La resolución judicial ratifica la reparación por los graves abusos sufridos durante la dictadura, aunque la víctima falleció antes de recibir la indemnización, por lo que el beneficio corresponderá ahora a sus herederos.


El Tribunal de Apelación Civil y Comercial, Primera Sala, confirmó la sentencia que concedió la indemnización por daño moral a una víctima infantil de la dictadura stronista. Sin embargo, la reclamante ya falleció por lo que sus herederos serían beneficiarios. La misma había sido secuestrada a los dos años junto con su madre y torturada para obligar a la mujer a hablar.

En forma unánime, los camaristas Esteban Kriskovich, Hugo Garcete y Carlos Escobar, ratificaron en todos sus puntos la resolución del 31 de mayo del 2021 del juez Civil, Walter Mendoza, quien había concedido una indemnización por daño moral a Norma Elizabeth Patiño, víctima de la dictadura stronista.

El juez había estimado la suma de G. 350.000.000 más los intereses de 2,5% desde la fecha de promoción de la demanda, en el 2019. Con ello, a la fecha, el monto sería de unos G. 840 millones de guaraníes.

Es una de las pocas veces que se concede este tipo de indemnización por daño moral. El magistrado había desestimado el daño emergente, lucro cesante y pérdida de chance reclamados en la acción.

Según comentó el doctor Marcos Khön, abogado accionante, en agosto de 1959, hubo una manifestación de estudiantes en la plaza Italia por la disolución del Congreso. El general Ramón Duarte Vera, entonces jefe de Policía de la Capital, había dispuesto la persecución de los estudiantes tras la represión que se dio. 

De esta manera, los policías ingresaron a la casa donde detuvieron a la madre y a Norma Patiño Asilvera, entonces de 2 años de edad, quienes fueron secuestradas y llevadas a los calabozos de la dictadura. Para hacer hablar a la madre, torturaron a la niña y la sometieron a todo tipo de vejámenes.

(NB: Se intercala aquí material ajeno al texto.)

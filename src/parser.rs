//! Natural-language text to [`CommandDraft`].

use crate::models::{Action, CommandDraft};
use crate::vocabulary::{self, CURRENT_DIRECTORY, DEFAULT_FOLDER_PARENT};
use tracing::debug;

/// Strategy that turns free text into a draft command.
///
/// `None` means the text was not understood at all, which callers report
/// differently from a draft that later fails validation.
pub trait CommandParser {
    fn parse(&self, text: &str) -> Option<CommandDraft>;
}

/// Connectors that introduce the destination phrase, tried in order.
const DESTINATION_CONNECTORS: [&str; 2] = [" to ", " in "];

const FOLDER_NAME_MARKER: &str = "called";

const RECURSIVE_GLOB: &str = "**";
const RECURSIVE_WORD: &str = "recursive";

/// Deterministic keyword parser over the closed vocabulary.
#[derive(Debug, Default, Clone, Copy)]
pub struct RuleBasedParser;

impl RuleBasedParser {
    pub fn new() -> Self {
        Self
    }
}

impl CommandParser for RuleBasedParser {
    fn parse(&self, text: &str) -> Option<CommandDraft> {
        // ASCII lowering keeps byte offsets aligned with `text`, so phrases
        // found in `lowered` can be sliced out of the original casing.
        let lowered = text.to_ascii_lowercase();

        let Some(action) = vocabulary::find_action(&lowered) else {
            debug!(input = text, "no action verb recognized");
            return None;
        };

        let mut draft = CommandDraft::new(action);
        draft.pattern = vocabulary::find_extension(&lowered)
            .or_else(|| vocabulary::find_category(&lowered))
            .unwrap_or_default()
            .to_string();
        draft.source = vocabulary::find_directory(&lowered)
            .unwrap_or_else(|| CURRENT_DIRECTORY.to_string());

        if action.takes_destination() {
            draft.destination = destination(text, &lowered).unwrap_or_default();
        }

        if action == Action::CreateFolder {
            if let Some(name) = folder_name(text, &lowered) {
                draft.destination = if draft.destination.is_empty() {
                    format!("{DEFAULT_FOLDER_PARENT}/{name}")
                } else {
                    format!("{}/{name}", draft.destination)
                };
            }
        }

        draft.recursive = text.contains(RECURSIVE_GLOB) || lowered.contains(RECURSIVE_WORD);

        debug!(
            action = %action,
            pattern = %draft.pattern,
            source = %draft.source,
            destination = %draft.destination,
            recursive = draft.recursive,
            "parsed command draft"
        );
        Some(draft)
    }
}

/// Everything after the first connector: a known directory if one is named
/// there, otherwise the phrase itself.
fn destination(text: &str, lowered: &str) -> Option<String> {
    let (offset, connector) = DESTINATION_CONNECTORS
        .iter()
        .find_map(|connector| lowered.find(connector).map(|idx| (idx, *connector)))?;
    let start = offset + connector.len();

    let phrase = lowered[start..].trim();
    if let Some(known) = vocabulary::find_directory(phrase) {
        return Some(known);
    }

    let verbatim = text[start..].trim();
    (!verbatim.is_empty()).then(|| verbatim.to_string())
}

/// The word right after "called", in the caller's casing.
fn folder_name<'a>(text: &'a str, lowered: &str) -> Option<&'a str> {
    let offset = lowered.find(FOLDER_NAME_MARKER)?;
    text[offset + FOLDER_NAME_MARKER.len()..]
        .split_whitespace()
        .next()
}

La menor sufrió condiciones de abandono, desnutrición, tratos crueles y forzada al exilio, lo que le dejaron “secuelas físicas y principalmente psicológicas permanentes que han afectado su desarrollo conductual, educativo y profesional”, dice el fallo.

La mujer, que a la fecha debería cumplir 69 años, falleció hace unos años esperando sentencia. Su madre, de 89 años, había decidido continuar con la acción resarcitoria contra el Estado Paraguayo, que finalmente fue confirmada ahora.

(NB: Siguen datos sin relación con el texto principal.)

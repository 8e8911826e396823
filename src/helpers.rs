//! Shared utility helpers for engine timestamps.

use chrono::NaiveDateTime;

/// Textual layout of the timestamps engines report.
pub const ENGINE_TIME_FORMAT: &str = "%Y-%m-%d %H:%M:%S";

/// Parses an engine timestamp. Anything not in [`ENGINE_TIME_FORMAT`] is
/// rejected rather than guessed at.
pub fn parse_engine_timestamp(value: &str) -> Option<NaiveDateTime> {
    NaiveDateTime::parse_from_str(value.trim(), ENGINE_TIME_FORMAT).ok()
}

/// Milliseconds between two engine timestamps, if both parse and are ordered.
pub fn elapsed_millis(start: &str, end: &str) -> Option<u64> {
    let start = parse_engine_timestamp(start)?;
    let end = parse_engine_timestamp(end)?;
    u64::try_from((end - start).num_milliseconds()).ok()
}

La Procuraduría General de la República, había recurrido la resolución del juez que concedió la indemnización por daño moral, basado en que los hechos estaban prescriptos y que la imprescriptibilidad que habla la Constitución es solo para los casos penales y no civiles.

Además, sostuvo que la demanda primero debía ser dirigida contra los autores directos y luego recién contra el Estado Paraguayo, a más de que la víctima ya había sido indemnizada como víctima de la dictadura. Finalmente, cuestiona la imposición de intereses en forma arbitraria, según señalan.

El camarista Esteban Kriskovich fue el preopinante que analiza punto por punto los cuestionamientos hechos en el recurso planteado por el representante del Estado Paraguayo.

Señala que la imprescriptibilidad consagrada en el artículo 5 de la Constitución “no se circunscribe exclusivamente a la acción penal, sino que se extiende también a las acciones civiles resarcitorias que tienen su origen en crímenes de lesa humanidad”.

Remarca que estas constituyen una consecuencia directa del ilícito internacional y del deber estatal de reparación integral. “En tal sentido, no resulta jurídicamente admisible la aplicación del régimen prescripcional previsto en el Art. 663, inc. f) del Código Civil a la acción promovida en autos, por tratarse de una norma de derecho común que debe ceder frente a las garantías de jerarquía constitucional y convencional”, acota.

Respecto a que se debió primero accionar contra los autores y luego el Estado, el camarista cita varios artículos constitucionales y legales, para concluir que por regla general el Estado es responsable subsidiario por los actos dañosos irregulares de sus agentes en el desempeño de sus funcoiones.

Asegura que esto se da con más razón en los casos específicos de las víctimas de las violaciones de derechos humanos de la dictadura stronista. Indica que no existe doble indemnización ya que no se había determinado el daño moral a la víctima, a más de que esto estaba habilitado expresamente por ley.

Finalmente, respecto a los intereses, el Tribunal concluye que se encuentra ajustado a Derecho, con lo que ratifica la sentencia en todos sus puntos.

Al Estado Paraguayo ahora solo le queda la acción de inconstitucionalidad ante la Corte, como última opción disponible en la causa.